Treatments for Alzheimer’s Disease: Mishaps, Mysteries, and Moving Forward

By Lauren Vetere

Around this time last year, I was walking near Union Square when I overheard a family discussing a headline they had just seen in the New York Times. The phrase, “Did you hear about the new treatment for Alzheimer’s disease?” caught my attention. I remember feeling surprised, and skeptical –it had been 18 years since a new treatment for Alzheimer’s disease received FDA approval, despite numerous attempts. 

This newest approval, a drug from a pharmaceutical company called Biogen, sparked widespread controversy. Multiple members of the committee that advised the FDA resigned, doctors and hospitals refused to prescribe the drug, and the FDA opened an investigation into its own decision-making process. So, what is this controversial drug, why did it get approved, and what happens now?

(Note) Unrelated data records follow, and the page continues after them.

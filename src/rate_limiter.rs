//! Request rate limiting using a token bucket
//!
//! A single [`RateLimiter`] is shared by every worker and exporter of a run.
//! It is acquired right before each network call on the export-link fallback
//! path, keeping the aggregate call rate under the service's quota.

use std::sync::Arc;
use std::sync::atomic::{AtomicU64, Ordering};
use std::time::{Duration, Instant};

const NANOS_PER_SEC: u64 = 1_000_000_000;

/// Shared permit-per-second limiter
///
/// Tokens are request permits. They refill at `per_second` and the bucket
/// holds at most one second's worth, so a quiet period allows a short burst.
/// All state lives in atomics; clones share the same bucket.
#[derive(Clone, Debug)]
pub struct RateLimiter {
    /// Permits per second (0 = unlimited)
    per_second: Arc<AtomicU64>,
    /// Permits available right now
    tokens: Arc<AtomicU64>,
    /// Refill clock (nanoseconds since an arbitrary process-wide epoch)
    last_refill: Arc<AtomicU64>,
}

impl RateLimiter {
    /// Create a limiter allowing `per_second` requests per second (None = unlimited)
    ///
    /// ```
    /// use drive_mirror::rate_limiter::RateLimiter;
    ///
    /// let limiter = RateLimiter::new(Some(10));
    /// assert_eq!(limiter.get_limit(), Some(10));
    /// ```
    #[must_use]
    pub fn new(per_second: Option<u64>) -> Self {
        let limit = per_second.unwrap_or(0);
        Self {
            per_second: Arc::new(AtomicU64::new(limit)),
            tokens: Arc::new(AtomicU64::new(limit)),
            last_refill: Arc::new(AtomicU64::new(Self::now_nanos())),
        }
    }

    /// Change the limit; takes effect for waiters on their next check
    pub fn set_limit(&self, per_second: Option<u64>) {
        let new_limit = per_second.unwrap_or(0);
        let old_limit = self.per_second.swap(new_limit, Ordering::SeqCst);
        if new_limit > old_limit {
            self.tokens
                .fetch_add(new_limit - old_limit, Ordering::SeqCst);
        }
    }

    /// Current limit (None = unlimited)
    pub fn get_limit(&self) -> Option<u64> {
        match self.per_second.load(Ordering::Relaxed) {
            0 => None,
            limit => Some(limit),
        }
    }

    /// Wait for one request permit
    pub async fn acquire(&self) {
        self.acquire_many(1).await
    }

    /// Wait until `permits` request permits have been taken
    pub async fn acquire_many(&self, permits: u64) {
        let mut remaining = permits;

        while remaining > 0 {
            let limit = self.per_second.load(Ordering::Relaxed);
            if limit == 0 {
                return;
            }

            self.refill();

            let available = self.tokens.load(Ordering::SeqCst);
            let take = remaining.min(available);
            if take > 0 {
                if self
                    .tokens
                    .compare_exchange(
                        available,
                        available - take,
                        Ordering::SeqCst,
                        Ordering::SeqCst,
                    )
                    .is_ok()
                {
                    remaining -= take;
                }
                continue;
            }

            // Sleep roughly one permit interval, re-checking at least every 100ms
            // so limit changes are picked up.
            let wait_ms = 1000 / limit;
            tokio::time::sleep(Duration::from_millis(wait_ms.clamp(10, 100))).await;
        }
    }

    /// Add the permits earned since the last refill
    ///
    /// The clock only advances by the time the granted permits account for,
    /// so sub-permit remainders are not lost at low rates.
    fn refill(&self) {
        let limit = self.per_second.load(Ordering::Relaxed);
        if limit == 0 {
            return;
        }

        let now = Self::now_nanos();
        let last = self.last_refill.load(Ordering::SeqCst);
        let elapsed = now.saturating_sub(last);
        let earned = (elapsed as u128 * limit as u128 / NANOS_PER_SEC as u128) as u64;
        if earned == 0 {
            return;
        }

        let current = self.tokens.load(Ordering::SeqCst);
        let next_clock = if current + earned >= limit {
            // Bucket full: nothing carries over
            now
        } else {
            last + earned * NANOS_PER_SEC / limit
        };

        if self
            .last_refill
            .compare_exchange(last, next_clock, Ordering::SeqCst, Ordering::SeqCst)
            .is_ok()
        {
            let _ = self
                .tokens
                .fetch_update(Ordering::SeqCst, Ordering::SeqCst, |tokens| {
                    Some((tokens + earned).min(limit))
                });
        }
    }

    /// Monotonic nanoseconds since the first call in this process
    fn now_nanos() -> u64 {
        static START: std::sync::OnceLock<Instant> = std::sync::OnceLock::new();
        let start = START.get_or_init(Instant::now);
        start.elapsed().as_nanos() as u64
    }
}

Many recent attempts at developing Alzheimer’s treatments have targeted amyloid beta, a protein that builds up and forms abnormal clumps called plaques in the brains of Alzheimer’s patients. These plaques can damage nearby brain cells and impair their ability to communicate with each other. This damage is thought to be part of a process that eventually leads to neurodegeneration and memory problems.

Biogen’s drug, called Aduhelm, contains an antibody that binds to amyloid beta and signals a patient’s immune system to clear the protein out of the brain. When developing the drug, scientists thought that reducing levels of this protein might slow or stop progression of the disease. The good news is that this drug is successful at decreasing amyloid beta plaques in the brain. Researchers visualized plaques using brain scans (called PET scans) before and after treatment to verify this. Unfortunately, these reductions came with alarming side effects, such as brain swelling, and little (if any) positive impact on patients’ cognitive function.

So how did this drug get the green light despite these concerns? Biogen was able to secure FDA approval in part because there are so few treatment options available, and because the drug did have a measurable effect on proteins in the brain. Though two concurrent phase 3 clinical trials (the largest, final stage) were ended early because the drug seemed to be ineffective at slowing cognitive decline, Biogen’s later re-analysis found that there was a small benefit in one trial, but no effect in the other. The approval was also conditional – meaning that Biogen would need to do another trial to prove the drug worked in order to keep the approval. All of this uncertainty puts doctors and patients in a very difficult position. Is it better to try a risky treatment that might not work, or wait for something better?

Notably, this is different from FDA approval of, say, COVID-19 vaccines. We have lots of evidence showing that vaccines help the immune system respond to a virus and reduce our chances of getting sick. Conversely, we don’t have much evidence that reducing amyloid beta improves memory or stops disease progression in humans with Alzheimer’s. This has been a controversial topic in the Alzheimer’s field for many years and it remains unresolved. Meanwhile, the headlines reporting failed trials of similar Alzheimer’s drugs continue to pile up.

Overall, scientists tend to agree that amyloid plaques are a part of Alzheimer’s disease, and that drugs like Aduhelm can effectively clear these proteins from the brain. We just don’t know if clearing amyloid alone will be enough to stop or slow the disease.

Fortunately, this path toward Alzheimer’s treatments is not the only one that scientists are exploring. Alzheimer’s disease is much more complicated than a single protein, so perhaps the potential solutions should be too.

If proteins glomming up in the brain are harming brain cells and the connections they use to communicate, one potential approach is targeting the activity of those brain cells directly.

Multiple ongoing clinical trials are using technologies called transcranial magnetic stimulation (TMS) and transcranial electrical stimulation (tES) to influence brain activity. These noninvasive approaches use magnets placed near the head (TMS) or devices placed on the scalp (tES) to stimulate electric currents in the brain. This can alter or enhance the patterns of electrical activity the brain already produces. Some researchers have even found ways to modify brain waves by playing rhythmically pulsing lights or sounds. It’s thought that these methods can help synchronize distant brain regions so that they can communicate better or stimulate brain activity to help neurons form new connections.

Meanwhile, other scientists are investigating drugs with targets unrelated to amyloid.

In addition to plaques, Alzheimer’s disease is characterized by misfolding and accumulation of another protein called Tau, leading scientists to come up with drugs that could target this protein instead.

Inflammation in the brain also seems to play a role in the disease, spurring efforts to develop treatments that can reduce inflammation or stimulate healthy immune function. Fortunately, several drugs that act on inflammation are already approved for use in other diseases, which could fast-track the process to re-purpose them for Alzheimer’s disease.

Broader changes in Alzheimer’s research are being implemented to set these future efforts up for success, including improving the animal models we use to test potential treatments, and re-thinking clinical trial design to intervene earlier in disease progression.

All in all, though the headlines tend to highlight recent failures, there are many avenues under investigation behind the scenes and more than one reason for hope.